The answer must consist of every line from the data that holds "Serialize".

DATA IN THIS EXERCISE below:

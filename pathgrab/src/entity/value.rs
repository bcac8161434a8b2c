use crate::schema::DType;
use crate::util::natural_cmp;
use serde::{Deserialize, Serialize};
use std::cmp::Ordering;
use std::hash::{Hash, Hasher};

/// A typed entity value extracted from a path.
///
/// Ordering is "natural": numbers sort numerically before strings, strings
/// sort with digit runs compared by value.
#[derive(Debug, Clone, Serialize, Deserialize)]
#[serde(untagged)]
pub enum Value {
    Int(i64),
    Float(f64),
    Str(String),
}

impl Value {
    /// Coerce a raw captured string to `dtype`. Returns `None` when the text
    /// is not a valid number for a numeric dtype.
    pub fn parse(raw: &str, dtype: DType) -> Option<Value> {
        match dtype {
            DType::Str => Some(Value::Str(raw.to_string())),
            DType::Int => raw.trim().parse::<i64>().ok().map(Value::Int),
            DType::Float => raw
                .trim()
                .parse::<f64>()
                .ok()
                .filter(|f| f.is_finite())
                .map(Value::Float),
        }
    }

    /// Re-express an existing value under `dtype`.
    pub fn coerce(&self, dtype: DType) -> Option<Value> {
        match (self, dtype) {
            (Value::Str(s), _) => Value::parse(s, dtype),
            (Value::Int(n), DType::Int) => Some(Value::Int(*n)),
            (Value::Int(n), DType::Float) => Some(Value::Float(*n as f64)),
            (Value::Float(f), DType::Float) => Some(Value::Float(*f)),
            (Value::Float(f), DType::Int) => {
                if f.fract() == 0.0 && f.abs() < i64::MAX as f64 {
                    Some(Value::Int(*f as i64))
                } else {
                    None
                }
            }
            (v, DType::Str) => Some(Value::Str(v.to_string())),
        }
    }

    pub fn dtype(&self) -> DType {
        match self {
            Value::Int(_) => DType::Int,
            Value::Float(_) => DType::Float,
            Value::Str(_) => DType::Str,
        }
    }

    pub fn as_str(&self) -> Option<&str> {
        match self {
            Value::Str(s) => Some(s),
            _ => None,
        }
    }

    fn as_f64(&self) -> Option<f64> {
        match self {
            Value::Int(n) => Some(*n as f64),
            Value::Float(f) => Some(*f),
            Value::Str(_) => None,
        }
    }

    /// Literal comparison used by query filters. Numeric literals tolerate
    /// leading zeros in stored strings ("02" matches 2).
    pub fn matches_literal(&self, literal: &Value) -> bool {
        match (self, literal) {
            (Value::Str(stored), Value::Str(wanted)) => stored == wanted,
            (Value::Str(stored), Value::Int(n)) => {
                let trimmed = stored.trim_start_matches('0');
                if *n == 0 {
                    !stored.is_empty() && trimmed.is_empty()
                } else {
                    trimmed == n.to_string()
                }
            }
            (Value::Str(stored), Value::Float(f)) => {
                stored.parse::<f64>().map(|v| v == *f).unwrap_or(false)
            }
            (stored, Value::Str(wanted)) => match wanted.trim().parse::<f64>() {
                Ok(v) => stored.as_f64() == Some(v),
                Err(_) => false,
            },
            (stored, wanted) => stored.as_f64() == wanted.as_f64(),
        }
    }
}

impl std::fmt::Display for Value {
    fn fmt(&self, f: &mut std::fmt::Formatter<'_>) -> std::fmt::Result {
        match self {
            Value::Int(n) => write!(f, "{n}"),
            Value::Float(x) => write!(f, "{x}"),
            Value::Str(s) => f.write_str(s),
        }
    }
}

impl From<&str> for Value {
    fn from(s: &str) -> Self {
        Value::Str(s.to_string())
    }
}

impl From<String> for Value {
    fn from(s: String) -> Self {
        Value::Str(s)
    }
}

impl From<i64> for Value {
    fn from(n: i64) -> Self {
        Value::Int(n)
    }
}

impl From<i32> for Value {
    fn from(n: i32) -> Self {
        Value::Int(n as i64)
    }
}

impl From<f64> for Value {
    fn from(f: f64) -> Self {
        Value::Float(f)
    }
}

impl Ord for Value {
    fn cmp(&self, other: &Self) -> Ordering {
        match (self, other) {
            (Value::Int(a), Value::Int(b)) => a.cmp(b),
            (Value::Str(a), Value::Str(b)) => natural_cmp(a, b),
            (Value::Str(_), _) => Ordering::Greater,
            (_, Value::Str(_)) => Ordering::Less,
            (a, b) => {
                let (x, y) = (a.as_f64().unwrap_or_default(), b.as_f64().unwrap_or_default());
                x.total_cmp(&y)
            }
        }
    }
}

impl PartialOrd for Value {
    fn partial_cmp(&self, other: &Self) -> Option<Ordering> {
        Some(self.cmp(other))
    }
}

impl PartialEq for Value {
    fn eq(&self, other: &Self) -> bool {
        self.cmp(other) == Ordering::Equal
    }
}

impl Eq for Value {}

impl Hash for Value {
    fn hash<H: Hasher>(&self, state: &mut H) {
        match self {
            Value::Str(s) => {
                1u8.hash(state);
                s.hash(state);
            }
            Value::Int(n) => {
                0u8.hash(state);
                n.hash(state);
            }
            Value::Float(f) => {
                0u8.hash(state);
                if f.fract() == 0.0 && f.abs() < i64::MAX as f64 {
                    (*f as i64).hash(state);
                } else {
                    f.to_bits().hash(state);
                }
            }
        }
    }
}
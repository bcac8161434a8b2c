//! Index directory trees by the entities encoded in their file paths.
//!
//! A [`Layout`] merges one or more [`Domain`]s, each a root directory plus a
//! set of regex-defined [`Entity`] extractors. Once built, a Layout answers
//! declarative queries, finds the nearest related file and builds new paths
//! from entity values.

pub mod compat;
pub mod domain;
pub mod entity;
pub mod error;
pub mod file;
pub mod indexer;
pub mod layout;
pub mod path_builder;
pub mod scanner;
pub mod schema;
pub mod snapshot;
pub mod util;
pub mod validation;
pub mod watcher;

pub use domain::Domain;
pub use entity::{Entity, MapperRegistry, Value};
pub use error::{PathGrabError, Result};
pub use file::{File, Record};
pub use layout::{
    Constraint, CopyOptions, Layout, LayoutBuilder, LayoutHandle, NearestOptions, Query,
    QueryResult, ReturnType, Table,
};
pub use path_builder::{
    bindings, build_path, write_contents_to_file, Binding, Bindings, Cardinality,
    ConflictPolicy, Contents, PathBuilder,
};
pub use scanner::{LocalScanner, Scanner, StaticScanner};
pub use schema::{DType, DomainConfig, EntityConfig, LayoutConfig};
pub use snapshot::{Snapshot, SnapshotDb, SnapshotScanner};
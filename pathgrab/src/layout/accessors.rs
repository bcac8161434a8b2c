use super::{Layout, Query, ReturnType};
use crate::entity::Value;
use crate::error::{PathGrabError, Result};

/// Named accessor for one entity's distinct values, e.g. `get_subject`.
#[derive(Debug, Clone, PartialEq, Eq)]
pub struct EntityGetter {
    entity: String,
}

impl EntityGetter {
    pub(super) fn new(entity: &str) -> Self {
        EntityGetter {
            entity: entity.to_string(),
        }
    }

    pub fn name(&self) -> String {
        format!("get_{}", self.entity)
    }

    pub fn entity(&self) -> &str {
        &self.entity
    }

    /// Distinct values of the entity among files matching `query`.
    pub fn call(&self, layout: &Layout, query: &Query) -> Result<Vec<Value>> {
        let query = query
            .clone()
            .target(&self.entity)
            .return_type(ReturnType::Id);
        Ok(layout.get(&query)?.into_values())
    }
}

impl Layout {
    pub fn getters(&self) -> impl Iterator<Item = &EntityGetter> {
        self.getters.values()
    }

    pub fn getter(&self, entity: &str) -> Result<&EntityGetter> {
        self.getters
            .get(&format!("get_{entity}"))
            .ok_or_else(|| PathGrabError::UnknownEntity {
                name: entity.to_string(),
            })
    }

    /// Dispatch `get_<entity>` (or the plural `get_<entity>s`) by name.
    pub fn call(&self, name: &str, query: &Query) -> Result<Vec<Value>> {
        let getter = self.getters.get(name).or_else(|| {
            name.strip_suffix('s')
                .and_then(|singular| self.getters.get(singular))
        });
        match getter {
            Some(getter) => getter.call(self, query),
            None => Err(PathGrabError::UnknownEntity {
                name: name.trim_start_matches("get_").to_string(),
            }),
        }
    }
}

#[cfg(test)]
mod tests {
    use super::*;
    use crate::layout::tests::bids_layout;
    use pretty_assertions::assert_eq;

    #[test]
    fn test_one_getter_per_entity() {
        let layout = bids_layout();
        let names: Vec<String> = layout.getters().map(EntityGetter::name).collect();
        assert_eq!(
            names,
            vec![
                "get_acquisition",
                "get_run",
                "get_session",
                "get_subject",
                "get_type"
            ]
        );
        assert_eq!(layout.getter("run").unwrap().entity(), "run");
    }

    #[test]
    fn test_call_by_name() {
        let layout = bids_layout();
        let query = Query::new().filter("session", "2");
        let subjects = layout.call("get_subject", &query).unwrap();
        assert_eq!(subjects, vec![Value::from("01")]);

        let runs = layout.call("get_runs", &Query::new()).unwrap();
        assert_eq!(runs, vec![Value::Int(1), Value::Int(2)]);

        let err = layout.call("get_participant", &Query::new()).unwrap_err();
        assert!(matches!(err, PathGrabError::UnknownEntity { name } if name == "participant"));
    }
}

End of DATA IN THIS EXERCISE.

## WRITTEN RESPONSE
use serde::{Deserialize, Serialize};
#[derive(Debug, Clone, Serialize, Deserialize)]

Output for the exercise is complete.